LES VICTIMES NOURRISENT ENCORE L’ESPOIR QUE JUSTICE SERA FAITE AVEC L’ACTUEL REGIME
12 ANS APRES LE NAUFRAGE DU JOOLA
Les victimes du naufrage du bateau «Le Joola» veulent plus que jamais que les lanternes soient éclairées afin de permettre aux familles éplorées de faire leur deuil. Ce, même plus d’une décennie après le drame maritime. Laissées à elles-mêmes, les victimes ont ainsi rappelé les autorités du pays d’apporter la lumière sur le dossier.

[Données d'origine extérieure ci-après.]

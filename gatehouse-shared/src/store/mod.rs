/// Persistence seams
///
/// The lifecycle controller and the session authority talk to storage only
/// through [`AccountRepository`] and [`SessionRepository`]. Two backends
/// implement both:
///
/// - [`postgres::PgStore`]: sqlx on PostgreSQL, used in production
/// - [`memory::MemoryStore`]: process-local maps, used for development and tests
///
/// Both enforce username and email uniqueness (email case-insensitively) and
/// report violations as [`StoreError::Conflict`]. An account and its profile
/// are always written together.

use async_trait::async_trait;
use uuid::Uuid;

use crate::models::{account::Account, session::SessionRecord};

pub mod memory;
pub mod postgres;

/// Error type for store operations
#[derive(Debug, thiserror::Error)]
pub enum StoreError {
    /// A unique field is already taken
    #[error("{field} is already taken")]
    Conflict { field: &'static str },

    /// The record to update does not exist
    #[error("Record not found")]
    NotFound,

    /// Backend failure
    #[error("Database error: {0}")]
    Database(String),
}

impl StoreError {
    pub fn is_conflict(&self) -> bool {
        matches!(self, StoreError::Conflict { .. })
    }
}

/// Accounts together with their profiles
#[async_trait]
pub trait AccountRepository: Send + Sync {
    /// Inserts a new account and its profile
    ///
    /// # Errors
    ///
    /// `StoreError::Conflict` if the username or email is taken.
    async fn insert_account(&self, account: &Account) -> Result<(), StoreError>;

    /// Overwrites every mutable field of the account and its profile
    ///
    /// `id` and `created_time` are never changed.
    ///
    /// # Errors
    ///
    /// `StoreError::NotFound` if the account does not exist, `StoreError::Conflict`
    /// if the new username or email belongs to another account.
    async fn update_account(&self, account: &Account) -> Result<(), StoreError>;

    async fn find_account(&self, id: Uuid) -> Result<Option<Account>, StoreError>;

    async fn find_by_username(&self, username: &str) -> Result<Option<Account>, StoreError>;

    async fn find_by_email(&self, email: &str) -> Result<Option<Account>, StoreError>;

    /// Looks up an account by username or email
    async fn find_by_login(&self, login: &str) -> Result<Option<Account>, StoreError>;

    /// Looks up the account with this email whose pending activation key is `key`
    async fn find_by_activation(&self, email: &str, key: &str) -> Result<Option<Account>, StoreError>;

    /// All accounts, oldest first
    async fn list_accounts(&self) -> Result<Vec<Account>, StoreError>;

    /// Checks that the backend is reachable
    async fn ping(&self) -> Result<(), StoreError>;
}

/// Server-side session records
#[async_trait]
pub trait SessionRepository: Send + Sync {
    async fn insert_session(&self, session: &SessionRecord) -> Result<(), StoreError>;

    async fn find_session(&self, token_hash: &str) -> Result<Option<SessionRecord>, StoreError>;

    /// Moves the session's `fresh_at` to `fresh_at`; returns false if it no longer exists
    async fn refresh_session(
        &self,
        session_id: Uuid,
        fresh_at: chrono::DateTime<chrono::Utc>,
    ) -> Result<bool, StoreError>;

    /// Deletes one session; returns false if it was already gone
    async fn delete_session(&self, session_id: Uuid) -> Result<bool, StoreError>;

    /// Deletes every session bound to the account; returns how many were removed
    async fn delete_account_sessions(&self, account_id: Uuid) -> Result<u64, StoreError>;

    /// Deletes every session expired at `now`; returns how many were removed
    async fn delete_expired_sessions(&self, now: chrono::DateTime<chrono::Utc>) -> Result<u64, StoreError>;
}
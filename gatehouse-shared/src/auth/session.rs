/// Session authority
///
/// Owns the mapping from session tokens to identities. A request presents at
/// most one token; the authority resolves it to an [`Identity`], and it is the
/// only place sessions are created, refreshed or destroyed.
///
/// # Rules
///
/// - Only active accounts may establish a session
/// - Logging in as the account already signed in rotates the session; logging
///   in as a different account while signed in is refused
/// - A session is fresh for `reauth_window` after login or re-authentication;
///   after that it still resolves, but sensitive operations require `reauth`
/// - Logging out is idempotent
/// - Expired sessions are deleted when presented and swept on every login
///
/// Credential verification happens before the authority is asked to log an
/// account in; the authority trusts its caller on that point.

use std::sync::Arc;

use chrono::{Duration, Utc};
use serde::Deserialize;
use uuid::Uuid;

use super::identity::{Identity, Principal};
use super::session_token::{generate_session_token, hash_session_token, validate_session_token_format};
use crate::models::{account::Account, session::SessionRecord};
use crate::store::{SessionRepository, StoreError};

/// Session lifetime settings
#[derive(Debug, Clone, Copy, PartialEq, Eq, Deserialize)]
#[serde(default)]
pub struct SessionSettings {
    /// Absolute session lifetime in hours
    pub ttl_hours: i64,

    /// How long after a credential check a session stays fresh, in minutes
    pub reauth_window_minutes: i64,
}

impl Default for SessionSettings {
    fn default() -> Self {
        Self {
            ttl_hours: 24 * 14,
            reauth_window_minutes: 30,
        }
    }
}

impl SessionSettings {
    fn ttl(&self) -> Duration {
        Duration::hours(self.ttl_hours)
    }

    fn reauth_window(&self) -> Duration {
        Duration::minutes(self.reauth_window_minutes)
    }
}

/// Error type for session transitions
#[derive(Debug, thiserror::Error)]
pub enum SessionError {
    /// The account is not active
    #[error("Account is not active")]
    AccountInactive,

    /// A session for a different account is already established
    #[error("Already signed in as another account")]
    AlreadyAuthenticated,

    /// The operation needs an authenticated requester
    #[error("Not signed in")]
    NotAuthenticated,

    /// Re-authentication was attempted for a different account
    #[error("Session belongs to another account")]
    AccountMismatch,

    #[error(transparent)]
    Store(#[from] StoreError),
}

/// A freshly issued session
///
/// The plaintext token is only available here; hand it to the client and drop it.
#[derive(Debug, Clone)]
pub struct IssuedSession {
    pub token: String,
    pub record: SessionRecord,
}

impl IssuedSession {
    pub fn principal(&self) -> Principal {
        Principal::new(self.record.account_id, self.record.id, true)
    }
}

#[derive(Clone)]
pub struct SessionAuthority {
    sessions: Arc<dyn SessionRepository>,
    settings: SessionSettings,
}

impl std::fmt::Debug for SessionAuthority {
    fn fmt(&self, f: &mut std::fmt::Formatter<'_>) -> std::fmt::Result {
        f.debug_struct("SessionAuthority")
            .field("settings", &self.settings)
            .finish()
    }
}

impl SessionAuthority {
    pub fn new(sessions: Arc<dyn SessionRepository>, settings: SessionSettings) -> Self {
        Self { sessions, settings }
    }

    pub fn settings(&self) -> &SessionSettings {
        &self.settings
    }

    /// Resolves a presented token to an identity
    ///
    /// Missing, malformed, unknown and expired tokens all resolve to
    /// `Identity::Anonymous`. Expired sessions are deleted on sight.
    ///
    /// # Errors
    ///
    /// Only store failures are errors.
    pub async fn current_identity(&self, token: Option<&str>) -> Result<Identity, StoreError> {
        let token = match token {
            Some(token) if validate_session_token_format(token) => token,
            _ => return Ok(Identity::Anonymous),
        };

        let session = match self.sessions.find_session(&hash_session_token(token)).await? {
            Some(session) => session,
            None => return Ok(Identity::Anonymous),
        };

        let now = Utc::now();
        if session.is_expired(now) {
            tracing::debug!(session_id = %session.id, "Session expired");
            self.sessions.delete_session(session.id).await?;
            return Ok(Identity::Anonymous);
        }

        let fresh = session.is_fresh(now, self.settings.reauth_window());
        Ok(Identity::Authenticated(Principal::new(
            session.account_id,
            session.id,
            fresh,
        )))
    }

    /// Establishes a session for an account whose credential has been verified
    ///
    /// If the requester already holds a session for this account, that session
    /// is replaced.
    ///
    /// # Errors
    ///
    /// - `SessionError::AccountInactive` if the account is not active
    /// - `SessionError::AlreadyAuthenticated` if the requester is signed in as
    ///   another account
    pub async fn login(&self, requester: &Identity, account: &Account) -> Result<IssuedSession, SessionError> {
        if !account.status.can_login() {
            return Err(SessionError::AccountInactive);
        }

        if let Some(principal) = requester.principal() {
            if principal.account_id() != account.id {
                return Err(SessionError::AlreadyAuthenticated);
            }
            self.sessions.delete_session(principal.session_id()).await?;
        }

        self.purge_expired().await?;

        let (token, token_hash) = generate_session_token();
        let record = SessionRecord::new(account.id, token_hash, self.settings.ttl());
        self.sessions.insert_session(&record).await?;

        tracing::info!(account_id = %account.id, session_id = %record.id, "Session established");

        Ok(IssuedSession { token, record })
    }

    /// Marks the requester's session fresh again
    ///
    /// `account` must be the account bound to the session, with its credential
    /// already verified.
    ///
    /// # Errors
    ///
    /// - `SessionError::NotAuthenticated` for anonymous requesters or a session
    ///   that vanished meanwhile
    /// - `SessionError::AccountMismatch` if `account` is not the session's account
    pub async fn reauth(&self, requester: &Identity, account: &Account) -> Result<Principal, SessionError> {
        let principal = requester.principal().ok_or(SessionError::NotAuthenticated)?;

        if principal.account_id() != account.id {
            return Err(SessionError::AccountMismatch);
        }

        if !self.sessions.refresh_session(principal.session_id(), Utc::now()).await? {
            return Err(SessionError::NotAuthenticated);
        }

        tracing::debug!(account_id = %account.id, "Session re-authenticated");

        Ok(Principal::new(principal.account_id(), principal.session_id(), true))
    }

    /// Ends the requester's session; a no-op for anonymous requesters
    pub async fn logout(&self, requester: &Identity) -> Result<(), StoreError> {
        if let Some(principal) = requester.principal() {
            if self.sessions.delete_session(principal.session_id()).await? {
                tracing::info!(account_id = %principal.account_id(), "Session ended");
            }
        }
        Ok(())
    }

    /// Deletes every expired session; returns how many were removed
    pub async fn purge_expired(&self) -> Result<u64, StoreError> {
        let purged = self.sessions.delete_expired_sessions(Utc::now()).await?;
        if purged > 0 {
            tracing::debug!(purged, "Expired sessions purged");
        }
        Ok(purged)
    }

    /// Ends every session of an account
    pub async fn revoke_all(&self, account_id: Uuid) -> Result<u64, StoreError> {
        let revoked = self.sessions.delete_account_sessions(account_id).await?;
        if revoked > 0 {
            tracing::info!(account_id = %account_id, revoked, "Sessions revoked");
        }
        Ok(revoked)
    }
}
/// Authorization checks
///
/// # Permission Model
///
/// 1. **Anonymous-only**: registration, password recovery and confirmation
///    links require that nobody is signed in
/// 2. **Owner**: an account may change only itself; password changes and
///    deactivation additionally need a fresh session
/// 3. **Role**: admin and staff may read every account
///
/// # Example
///
/// ```
/// use gatehouse_shared::auth::authorization::require_anonymous;
/// use gatehouse_shared::auth::identity::Identity;
///
/// assert!(require_anonymous(&Identity::Anonymous).is_ok());
/// ```

use uuid::Uuid;

use super::identity::{Identity, Principal};
use crate::models::account::{Account, AccountRole};

/// Error type for authorization checks
#[derive(Debug, Clone, PartialEq, Eq, thiserror::Error)]
pub enum AuthzError {
    /// No session
    #[error("You must be signed in to access this page.")]
    NotAuthenticated,

    /// The session is too old for a sensitive operation
    #[error("To protect your account, please reauthenticate to access this page.")]
    ReauthRequired,

    /// Signed in, but the operation is for anonymous requesters
    #[error("You are already signed in.")]
    AlreadyAuthenticated,

    /// The target account is not the requester's
    #[error("Not authorized to access this resource")]
    NotOwner,

    /// Requester's role is insufficient
    #[error("Insufficient permissions: requires {required:?}, has {actual:?}")]
    InsufficientRole {
        required: AccountRole,
        actual: AccountRole,
    },
}

/// Requires that nobody is signed in
pub fn require_anonymous(identity: &Identity) -> Result<(), AuthzError> {
    if identity.is_authenticated() {
        return Err(AuthzError::AlreadyAuthenticated);
    }
    Ok(())
}

/// Requires a session, fresh or not
pub fn require_authenticated(identity: &Identity) -> Result<&Principal, AuthzError> {
    identity.principal().ok_or(AuthzError::NotAuthenticated)
}

/// Requires a session bound to `account_id`
pub fn require_owner(identity: &Identity, account_id: Uuid) -> Result<&Principal, AuthzError> {
    let principal = require_authenticated(identity)?;
    if principal.account_id() != account_id {
        return Err(AuthzError::NotOwner);
    }
    Ok(principal)
}

/// Requires a fresh session bound to `account_id`
///
/// Ownership is checked first, so a stale session acting on someone else's
/// account is told it is not the owner rather than asked to re-authenticate.
pub fn require_fresh_owner(identity: &Identity, account_id: Uuid) -> Result<&Principal, AuthzError> {
    let principal = require_owner(identity, account_id)?;
    if !principal.is_fresh() {
        return Err(AuthzError::ReauthRequired);
    }
    Ok(principal)
}

/// Checks if `viewer` has at least the `required` role
pub fn require_role(viewer: &Account, required: AccountRole) -> Result<(), AuthzError> {
    if !viewer.role.has_permission(&required) {
        return Err(AuthzError::InsufficientRole {
            required,
            actual: viewer.role,
        });
    }
    Ok(())
}
/// Error handling for the API server
///
/// Transport-level failures (no session, wrong account, unparseable body,
/// internal faults) become `{"status": "error", "message": ...}` with a
/// matching HTTP status. Business-rule failures are not errors; they travel
/// as `fail` envelopes (see [`crate::envelope`]).
///
/// # Example
///
/// ```
/// use gatehouse_api::error::{ApiError, ApiResult};
///
/// fn find(id: &str) -> ApiResult<()> {
///     Err(ApiError::NotFound(format!("No such thing: {}", id)))
/// }
/// ```

use axum::{
    extract::rejection::JsonRejection,
    http::StatusCode,
    response::{IntoResponse, Response},
    Json,
};
use gatehouse_shared::{
    auth::authorization::AuthzError,
    lifecycle::LifecycleError,
    store::StoreError,
};
use serde::{Deserialize, Serialize};

/// API result type alias
pub type ApiResult<T> = Result<T, ApiError>;

/// Unified API error type
#[derive(Debug, thiserror::Error)]
pub enum ApiError {
    /// Unauthorized (401): no session, or the session needs re-authentication
    #[error("Unauthorized: {0}")]
    Unauthorized(String),

    /// Forbidden (403)
    #[error("Forbidden: {0}")]
    Forbidden(String),

    /// Not found (404)
    #[error("Not found: {0}")]
    NotFound(String),

    /// Method not allowed (405); also used for bodies that aren't the expected JSON
    #[error("Wrong data")]
    WrongData,

    /// Internal server error (500)
    #[error("Internal error: {0}")]
    InternalError(String),
}

/// Error response format
#[derive(Debug, Serialize, Deserialize)]
pub struct ErrorResponse {
    /// Always `"error"`
    pub status: String,

    /// Human-readable error message
    pub message: String,
}

impl IntoResponse for ApiError {
    fn into_response(self) -> Response {
        let (status, message) = match self {
            ApiError::Unauthorized(msg) => (StatusCode::UNAUTHORIZED, msg),
            ApiError::Forbidden(msg) => (StatusCode::FORBIDDEN, msg),
            ApiError::NotFound(msg) => (StatusCode::NOT_FOUND, msg),
            ApiError::WrongData => (StatusCode::METHOD_NOT_ALLOWED, "Wrong data.".to_string()),
            ApiError::InternalError(msg) => {
                // Log internal errors but don't expose details to clients
                tracing::error!("Internal error: {}", msg);
                (
                    StatusCode::INTERNAL_SERVER_ERROR,
                    "An internal error occurred".to_string(),
                )
            }
        };

        let body = Json(ErrorResponse {
            status: "error".to_string(),
            message,
        });

        (status, body).into_response()
    }
}

impl From<JsonRejection> for ApiError {
    fn from(rejection: JsonRejection) -> Self {
        tracing::debug!(error = %rejection, "Rejected request body");
        ApiError::WrongData
    }
}

/// Convert authorization errors to API errors
impl From<AuthzError> for ApiError {
    fn from(err: AuthzError) -> Self {
        match err {
            AuthzError::NotAuthenticated | AuthzError::ReauthRequired => {
                ApiError::Unauthorized(err.to_string())
            }
            AuthzError::AlreadyAuthenticated | AuthzError::NotOwner => {
                ApiError::Forbidden(err.to_string())
            }
            AuthzError::InsufficientRole { .. } => {
                ApiError::Forbidden("Insufficient permissions".to_string())
            }
        }
    }
}

impl From<StoreError> for ApiError {
    fn from(err: StoreError) -> Self {
        ApiError::InternalError(format!("Store error: {}", err))
    }
}

/// Convert lifecycle errors to API errors
impl From<LifecycleError> for ApiError {
    fn from(err: LifecycleError) -> Self {
        match err {
            LifecycleError::Authz(e) => e.into(),
            LifecycleError::Store(e) => e.into(),
            LifecycleError::Credential(e) => {
                ApiError::InternalError(format!("Credential operation failed: {}", e))
            }
        }
    }
}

C'est ainsi qu'ils ont saisi l'occasion pour fustiger la tournure des événements, au cours d’une conférence-débat, initiée, hier, à Dakar par le lycée français de Dakar. C’était autour du thème : «Catastrophe du «Joola» et développement».
Nombreuses ont été les victimes du drame à prendre part à la rencontre. Parmi eux, l'auteur de l'ouvrage «Souviens-toi du Joola», Patrice Auvrey et Jean Diédhiou, tous deux rescapés ainsi que le Colonel Momar Guèye, écrivain essayiste, entre autres. Lesquels ont saisi l'occasion pour rappeler les autorités de prendre leurs responsabilités sur le dossier.
Jean Diédhiou a estimé que «les familles des victimes ainsi que les rescapés ont été abandonnés au moment des faits et même jusqu'à présent ils continuent de l'être. J'ai espoir avec ce nouveau gouvernement que la justice fasse son travail et que cette affaire soit élucidée une bonne fois pour toutes». Légitimant son cri du coeur, il a estimé qu’en tant que rescapé, ses semblables et lui «n'ont pas le droit de se taire».
Quant à M. Auvrey, il a estimé, pour sa part, que «l'oubli est pour (lui), la pire manière d'en sortir. La mémoire des disparus est nécessaire au respect des vivants, car nous ne pouvons pas prétendre être attentifs à la sécurité de nos proches si nous savons que nous oublions leur existence dès qu'ils seront morts. C'est pourtant ce qui se passe dans le cas du «Le Joola» cela est tellement vrai qu'il devient aveuglant».
De son avis, «c'est ignorer tous les avertissements des nombreuses personnes ayant voulu attirer l'attention sur le mauvais état et la mauvaise gestion du bateau ; c'est laisser les représentants de la collectivité errer dans la méconnaissance des règles et de l'intérêt commun ; et léguer le monopole de l'intervention à des puissants ayant détourné la décision collective de leur mandat, au profit de leur propre intérêt. Allant jusqu'à l'absence de secours aux personnes en danger».
Du nombre de ceux qui réclament encore que la lumière soit faite, M. Auvrey de dénoncer une proposition qui leur a été faite. «Pour recevoir les indemnités, on nous a demandé de signer une décharge, comme quoi on serait dans l'obligation de ne pas porter plainte contre l'Etat. Si les victimes sénégalaises n'ont pas porté plainte parce qu'elles ont été manipulées alors, dans ce cas, il ne devrait pas y avoir de prescription».
Le Colonel Momar Guèye a, quant à lui, assimilé le naufrage à une «destruction massive de vies humaines, un délit indescriptible». D’avis que «les responsabilités sont partagées», il a souligné que «la tragédie relève de l'imprudence exagérée, de la négligence révoltante et de l'indiscipline généralisée. La responsabilité de l'Etat est entière, l'argent qui a été donné ne règle pas le problème».